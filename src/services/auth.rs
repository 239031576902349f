use actix_web::{
    FromRequest, HttpRequest,
    cookie::{Cookie, SameSite, time::Duration as CookieDuration},
    dev::Payload,
    web::Data,
};
use bcrypt::{hash, verify};
use chrono::{Duration, Utc};
use jsonwebtoken::{Algorithm, DecodingKey, EncodingKey, Header, Validation, decode, encode};
use moka::future::Cache;
use rand::Rng;
use regex::Regex;
use serde::{Deserialize, Serialize};
use std::{
    future::{Ready, ready},
    sync::LazyLock,
    time::Duration as StdDuration,
};

use crate::config::Config;
use crate::database::models::{User, UserRole};
use crate::database::repositories::UserRepository;
use crate::error::AppError;

pub const SESSION_COOKIE: &str = "session";

/// Subject used for sessions opened with the shared admin password.
pub const SHARED_ADMIN_SUBJECT: &str = "admin";

const INVALID_CREDENTIALS: &str = "Invalid employee code or PIN";

static EMPLOYEE_CODE_RE: LazyLock<Regex> =
    LazyLock::new(|| Regex::new(r"^[A-Za-z0-9_-]{2,32}$").expect("valid employee code regex"));
static PIN_RE: LazyLock<Regex> =
    LazyLock::new(|| Regex::new(r"^\d{4,8}$").expect("valid PIN regex"));

pub fn validate_employee_code(code: &str) -> Result<(), AppError> {
    if EMPLOYEE_CODE_RE.is_match(code) {
        Ok(())
    } else {
        Err(AppError::BadRequest(
            "Employee code must be 2-32 letters, digits, '-' or '_'".to_string(),
        ))
    }
}

pub fn validate_pin(pin: &str) -> Result<(), AppError> {
    if PIN_RE.is_match(pin) {
        Ok(())
    } else {
        Err(AppError::BadRequest("PIN must be 4-8 digits".to_string()))
    }
}

pub fn generate_pin() -> String {
    let mut rng = rand::rng();
    (0..6)
        .map(|_| char::from(b'0' + rng.random_range(0..10u8)))
        .collect()
}

#[derive(Debug, Clone, Serialize, Deserialize)]
pub struct Claims {
    pub sub: String, // user id, or "admin" for the shared password
    pub role: UserRole,
    pub iat: usize,
    pub exp: usize,
}

impl Claims {
    pub fn is_admin(&self) -> bool {
        self.role == UserRole::Admin
    }

    /// The employee behind the session, if any.
    pub fn user_id(&self) -> Option<i64> {
        self.sub.parse().ok()
    }

    pub fn requires_admin(&self) -> Result<(), AppError> {
        if self.is_admin() {
            Ok(())
        } else {
            Err(AppError::Forbidden("Admin access required".to_string()))
        }
    }

    pub fn requires_employee(&self) -> Result<i64, AppError> {
        self.user_id().ok_or_else(|| {
            AppError::Forbidden("This session is not linked to an employee".to_string())
        })
    }

    /// Audit-log actor string.
    pub fn actor(&self) -> String {
        match self.user_id() {
            Some(id) => format!("user:{id}"),
            None => SHARED_ADMIN_SUBJECT.to_string(),
        }
    }
}

fn decode_claims(token: &str, secret: &str) -> Result<Claims, AppError> {
    decode::<Claims>(
        token,
        &DecodingKey::from_secret(secret.as_bytes()),
        &Validation::new(Algorithm::HS256),
    )
    .map(|data| data.claims)
    .map_err(|e| {
        log::debug!("Rejected session token: {}", e);
        AppError::unauthorized("Invalid or expired session")
    })
}

fn bearer_token(req: &HttpRequest) -> Option<String> {
    req.headers()
        .get("Authorization")
        .and_then(|h| h.to_str().ok())
        .and_then(|h| h.strip_prefix("Bearer "))
        .map(|token| token.trim().to_string())
}

impl FromRequest for Claims {
    type Error = AppError;
    type Future = Ready<Result<Self, Self::Error>>;

    fn from_request(req: &HttpRequest, _payload: &mut Payload) -> Self::Future {
        let Some(config) = req.app_data::<Data<Config>>() else {
            log::error!("Config missing from app data; cannot validate sessions");
            return ready(Err(AppError::internal_server_error()));
        };

        let token = req
            .cookie(SESSION_COOKIE)
            .map(|c| c.value().to_string())
            .or_else(|| bearer_token(req));

        ready(match token {
            Some(token) => decode_claims(&token, &config.jwt_secret),
            None => Err(AppError::Unauthorized(None)),
        })
    }
}

/// Counts PIN failures per employee code. Entries expire `pin_lockout_seconds`
/// after the latest failure.
#[derive(Clone)]
pub struct PinThrottle {
    failures: Cache<String, u32>,
    max_attempts: u32,
}

impl PinThrottle {
    pub fn new(max_attempts: u32, lockout_seconds: u64) -> Self {
        Self {
            failures: Cache::builder()
                .max_capacity(10_000)
                .time_to_live(StdDuration::from_secs(lockout_seconds))
                .build(),
            max_attempts,
        }
    }

    pub async fn check(&self, employee_code: &str) -> Result<(), AppError> {
        let failures = self.failures.get(employee_code).await.unwrap_or(0);
        if self.max_attempts > 0 && failures >= self.max_attempts {
            log::warn!("PIN attempts locked for employee code {}", employee_code);
            return Err(AppError::TooManyRequests(
                "Too many failed PIN attempts, try again later".to_string(),
            ));
        }
        Ok(())
    }

    pub async fn record_failure(&self, employee_code: &str) {
        let failures = self.failures.get(employee_code).await.unwrap_or(0);
        self.failures
            .insert(employee_code.to_string(), failures + 1)
            .await;
    }

    pub async fn reset(&self, employee_code: &str) {
        self.failures.invalidate(employee_code).await;
    }
}

#[derive(Clone)]
pub struct AuthService {
    user_repository: UserRepository,
    throttle: PinThrottle,
    config: Config,
}

impl AuthService {
    pub fn new(user_repository: UserRepository, config: Config) -> Self {
        let throttle = PinThrottle::new(config.max_failed_pin_attempts, config.pin_lockout_seconds);
        Self {
            user_repository,
            throttle,
            config,
        }
    }

    pub fn hash_pin(&self, pin: &str) -> Result<String, AppError> {
        Ok(hash(pin, self.config.bcrypt_cost)?)
    }

    /// Resolves an active employee from code + PIN.
    ///
    /// Unknown codes, inactive employees and wrong PINs share one error so the
    /// response does not reveal which codes exist.
    pub async fn authenticate_pin(&self, employee_code: &str, pin: &str) -> Result<User, AppError> {
        self.throttle.check(employee_code).await?;

        let user = self
            .user_repository
            .find_by_employee_code(employee_code)
            .await?;

        let Some(user) = user.filter(|u| u.active) else {
            self.throttle.record_failure(employee_code).await;
            return Err(AppError::unauthorized(INVALID_CREDENTIALS));
        };

        if !verify(pin, &user.pin_hash)? {
            self.throttle.record_failure(employee_code).await;
            return Err(AppError::unauthorized(INVALID_CREDENTIALS));
        }

        self.throttle.reset(employee_code).await;
        Ok(user)
    }

    pub fn check_admin_password(&self, password: &str) -> Result<(), AppError> {
        if password.is_empty() || password != self.config.admin_password {
            return Err(AppError::unauthorized("Invalid admin password"));
        }
        Ok(())
    }

    pub fn issue_token(&self, subject: &str, role: UserRole) -> Result<String, AppError> {
        let now = Utc::now();
        let expiration = now + Duration::hours(self.config.session_expiration_hours);

        let claims = Claims {
            sub: subject.to_string(),
            role,
            iat: now.timestamp() as usize,
            exp: expiration.timestamp() as usize,
        };

        encode(
            &Header::default(),
            &claims,
            &EncodingKey::from_secret(self.config.jwt_secret.as_bytes()),
        )
        .map_err(|e| AppError::internal_server_error_message(format!("Token encoding failed: {e}")))
    }

    pub fn verify_token(&self, token: &str) -> Result<Claims, AppError> {
        decode_claims(token, &self.config.jwt_secret)
    }

    pub fn session_cookie(&self, token: String) -> Cookie<'static> {
        Cookie::build(SESSION_COOKIE, token)
            .path("/")
            .http_only(true)
            .same_site(SameSite::Lax)
            .secure(self.config.is_production())
            .max_age(CookieDuration::hours(self.config.session_expiration_hours))
            .finish()
    }

    pub fn clear_session_cookie(&self) -> Cookie<'static> {
        let mut cookie = Cookie::build(SESSION_COOKIE, "")
            .path("/")
            .http_only(true)
            .finish();
        cookie.make_removal();
        cookie
    }
}

#[cfg(test)]
mod tests {
    use super::*;

    #[test]
    fn employee_codes_and_pins_are_validated() {
        assert!(validate_employee_code("EMP-001").is_ok());
        assert!(validate_employee_code("a").is_err());
        assert!(validate_employee_code("has space").is_err());
        assert!(validate_pin("1234").is_ok());
        assert!(validate_pin("12345678").is_ok());
        assert!(validate_pin("123").is_err());
        assert!(validate_pin("12ab").is_err());
    }

    #[test]
    fn generated_pins_are_valid() {
        for _ in 0..20 {
            let pin = generate_pin();
            assert_eq!(pin.len(), 6);
            assert!(validate_pin(&pin).is_ok());
        }
    }

    #[test]
    fn claims_actor_distinguishes_shared_admin() {
        let admin = Claims {
            sub: SHARED_ADMIN_SUBJECT.to_string(),
            role: UserRole::Admin,
            iat: 0,
            exp: 0,
        };
        let worker = Claims {
            sub: "42".to_string(),
            role: UserRole::Worker,
            iat: 0,
            exp: 0,
        };

        assert_eq!(admin.actor(), "admin");
        assert!(admin.requires_admin().is_ok());
        assert!(admin.requires_employee().is_err());
        assert_eq!(worker.actor(), "user:42");
        assert_eq!(worker.requires_employee().unwrap(), 42);
        assert!(worker.requires_admin().is_err());
    }

    #[actix_rt::test]
    async fn throttle_locks_after_max_failures_and_resets() {
        let throttle = PinThrottle::new(2, 60);

        assert!(throttle.check("EMP1").await.is_ok());
        throttle.record_failure("EMP1").await;
        assert!(throttle.check("EMP1").await.is_ok());
        throttle.record_failure("EMP1").await;
        assert!(matches!(
            throttle.check("EMP1").await,
            Err(AppError::TooManyRequests(_))
        ));
        assert!(throttle.check("EMP2").await.is_ok());

        throttle.reset("EMP1").await;
        assert!(throttle.check("EMP1").await.is_ok());
    }
}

PROBLEM
Each line above that has the word "Deserialize" must be copied.

RESPONSE AREA
use serde::{Deserialize, Serialize};
#[derive(Debug, Clone, Serialize, Deserialize)]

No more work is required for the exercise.